Литмир - Электронная Библиотека

Это кто из вас босиком бегает?

Подростки остановились, недоумённо разглядывая то следы босых пяток на снегу, то друг друга. Все были в валенках. Правда, и крошева из соломы вокруг хватало. Ребятишки часто в прохудившиеся валенки для тепла засовывали пучки соломы. Оказалось, что вся солома из Мишкиных валенок высыпалась сквозь дыры, и он давно уже бегал почти босиком. А уж выскочить без обуви по каким-нибудь делам во двор было обычным делом. Но в тот раз мальчик сильно застудился и несколько дней не слезал с печки, бабка  лечила его теплом и настоями. Маша каждый день теперь ходила в школу, валенки, подшитые,  были в её единоличном пользовании. Она и принесла в дом новость, что в деревне появилась молодая женщина. Привыкшая к убогой одежде, всегда залатанной, не по размеру, девочка была поражена ладным видом приезжей. Теперь она каждую свободную минутку выглядывала в окно, не пройдет ли незнакомка опять.

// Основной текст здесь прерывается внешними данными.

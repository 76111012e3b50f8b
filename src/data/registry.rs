//! Asset-class registry: identifier -> generation/sourcing profile.

use std::collections::BTreeMap;

use crate::data::regimes::{builtin_profiles, default_source_path, fallback_profile};
use crate::domain::{AssetClass, AssetProfile};
use crate::error::{DataError, ErrorKind};

#[derive(Debug, Clone)]
pub struct AssetRegistry {
    profiles: BTreeMap<AssetClass, AssetProfile>,
}

impl AssetRegistry {
    pub fn empty() -> Self {
        Self {
            profiles: BTreeMap::new(),
        }
    }

    /// Registry preloaded with the built-in indices and metals.
    pub fn with_builtins() -> Self {
        let mut registry = Self::empty();
        for profile in builtin_profiles() {
            registry.profiles.insert(profile.asset.clone(), profile);
        }
        registry
    }

    /// Add or replace a profile. Returns the profile it replaced, if any.
    ///
    /// Profiles that cannot drive generation (see `AssetProfile::validate`)
    /// are rejected and the registry is left unchanged.
    pub fn register(&mut self, profile: AssetProfile) -> Result<Option<AssetProfile>, DataError> {
        if profile.asset.as_str().is_empty() {
            return Err(DataError::new(ErrorKind::InvalidInput, "Asset id must not be empty."));
        }
        profile.validate()?;
        Ok(self.profiles.insert(profile.asset.clone(), profile))
    }

    /// Register a sub-index that borrows its parent's regimes, rounding and
    /// currency but has its own identifier and source location.
    pub fn register_sub_index(
        &mut self,
        id: &str,
        display_name: &str,
        parent: &AssetClass,
    ) -> Result<&AssetProfile, DataError> {
        let asset = AssetClass::new(id);
        if asset.as_str().is_empty() {
            return Err(DataError::new(ErrorKind::InvalidInput, "Sub-index id must not be empty."));
        }
        let parent_profile = self.profiles.get(parent).ok_or_else(|| {
            DataError::new(
                ErrorKind::InvalidInput,
                format!("Unknown parent asset class '{parent}'."),
            )
        })?;

        let profile = AssetProfile {
            source_path: default_source_path(&asset),
            asset: asset.clone(),
            display_name: display_name.to_string(),
            ..parent_profile.clone()
        };
        profile.validate()?;
        self.profiles.insert(asset.clone(), profile);
        self.profiles
            .get(&asset)
            .ok_or_else(|| DataError::new(ErrorKind::InvalidInput, "Sub-index registration failed."))
    }

    pub fn get(&self, asset: &AssetClass) -> Option<&AssetProfile> {
        self.profiles.get(asset)
    }

    /// Registered profile, or a generic one for unknown identifiers.
    pub fn profile_or_fallback(&self, asset: &AssetClass) -> AssetProfile {
        self.profiles
            .get(asset)
            .cloned()
            .unwrap_or_else(|| fallback_profile(asset))
    }

    pub fn assets(&self) -> impl Iterator<Item = &AssetClass> {
        self.profiles.keys()
    }
}

impl Default for AssetRegistry {
    fn default() -> Self {
        Self::with_builtins()
    }
}
//! Plain-text summaries for terminals and log lines.
//!
//! Formatting lives here so the numeric code stays free of presentation
//! concerns.

use crate::data::repository::{Resolution, SeriesOrigin};
use crate::domain::{AssetProfile, YearlySeries, round2};
use crate::report::stats::Projection;

/// Shortest decimal rendering of `x` with `,` between thousands groups of the
/// integer part (`1234567.5` -> `1,234,567.5`).
pub fn format_number(x: f64) -> String {
    let text = x.to_string();
    let (sign, digits) = match text.strip_prefix('-') {
        Some(rest) => ("-", rest),
        None => ("", text.as_str()),
    };
    let (int, frac) = match digits.split_once('.') {
        Some((int, frac)) => (int, Some(frac)),
        None => (digits, None),
    };

    let mut out = String::with_capacity(text.len() + int.len() / 3);
    out.push_str(sign);
    for (i, ch) in int.chars().enumerate() {
        if i > 0 && (int.len() - i) % 3 == 0 {
            out.push(',');
        }
        out.push(ch);
    }
    if let Some(frac) = frac {
        out.push('.');
        out.push_str(frac);
    }
    out
}

/// Percentage rounded to two decimals; `+` only for strictly positive values
/// (`5.2` -> `+5.2%`, `0` -> `0%`).
pub fn format_percentage(p: f64) -> String {
    let p = round2(p);
    if p > 0.0 {
        format!("+{p}%")
    } else if p == 0.0 {
        "0%".to_string()
    } else {
        format!("{p}%")
    }
}

/// One-line description of where a resolution's data came from.
pub fn format_origin(origin: &SeriesOrigin) -> String {
    match origin {
        SeriesOrigin::Upload => "loaded from uploaded file".to_string(),
        SeriesOrigin::External { locator } => format!("loaded from {locator}"),
        SeriesOrigin::Synthetic => "simulated data".to_string(),
        SeriesOrigin::Fallback { reason } => format!("fell back to simulated data ({reason})"),
    }
}

/// Table of yearly statistics, one row per series.
pub fn format_series_table(series: &[YearlySeries], currency: &str) -> String {
    let mut out = String::new();
    out.push_str(&format!(
        "{:<6} {:>12} {:>12} {:>12} {:>12} {:>9}\n",
        "year", "start", "end", "high", "low", "change"
    ));
    for s in series {
        out.push_str(&format!(
            "{:<6} {:>12.2} {:>12.2} {:>12.2} {:>12.2} {:>8.2}%\n",
            s.year(),
            s.start_price(),
            s.end_price(),
            s.high_price(),
            s.low_price(),
            s.percentage_change(),
        ));
    }
    out.push_str(&format!("(prices in {currency})\n"));
    out
}

/// Summary block for a resolution and its projection.
pub fn format_projection(profile: &AssetProfile, resolution: &Resolution, projection: &Projection) -> String {
    let mut out = String::new();

    out.push_str(&format!("=== {} ({}) ===\n", profile.display_name, profile.asset));
    out.push_str(&format!("Source: {}\n", format_origin(&resolution.origin)));
    out.push_str(&format!(
        "Best year:  {} ({})\n",
        projection.best.year(),
        format_percentage(projection.best.percentage_change())
    ));
    out.push_str(&format!(
        "Worst year: {} ({})\n",
        projection.worst.year(),
        format_percentage(projection.worst.percentage_change())
    ));
    out.push_str(&format!(
        "Max high:   {} {}\n",
        format_number(projection.max_high),
        profile.currency
    ));
    out.push_str(&format!("Avg change: {}\n", format_percentage(projection.avg_change)));

    out
}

 Тётка Марфа встретила Лизу неласково, но из дому не погнала. Как и Таисья, жила она в небольшом домишке одна, но к такой жизни привыкла, людей сторонилась. Маленькая, сухонькая, сама, казалось, ела как птичка, посмотрев на Лизу сразу предупредила:

Если хочешь тут остаться, иди работать в колхоз.

Я согласна, – торопливо проговорила Лиза: а что там нужно делать?

Что скажут, то и будешь делать: коров доить, убирать за ними, может, за телятами тебя определят. Завтра с утра иди в контору. Документы твои в порядке?

Хорошо. Всё в порядке. Я боюсь только, что узнают меня.

Тётка внимательно посмотрела на Лизу, покачала головой:

Не признают. Я бы сама тебя не узнала. На распутинскую родову ты не похожа, больше в мать пошла. А её здесь почти никто не видел. Нет, не узнают, не бойся. Лет много прошло, наших тут никого не осталось.

Лизе стало больно и горько от последних слов тётки. Заметив это, та предупредила:

Только, если дознаются, чья ты, я скажу, что не знала. Давай договоримся, что тебя прислала ко мне Груня, письмо с тобой передала, где сказано, что ты сирота. А чья сирота, мне не ведомо. Поняла?

Да. Спасибо вам. Я боюсь только Лыховых. Знаете таких?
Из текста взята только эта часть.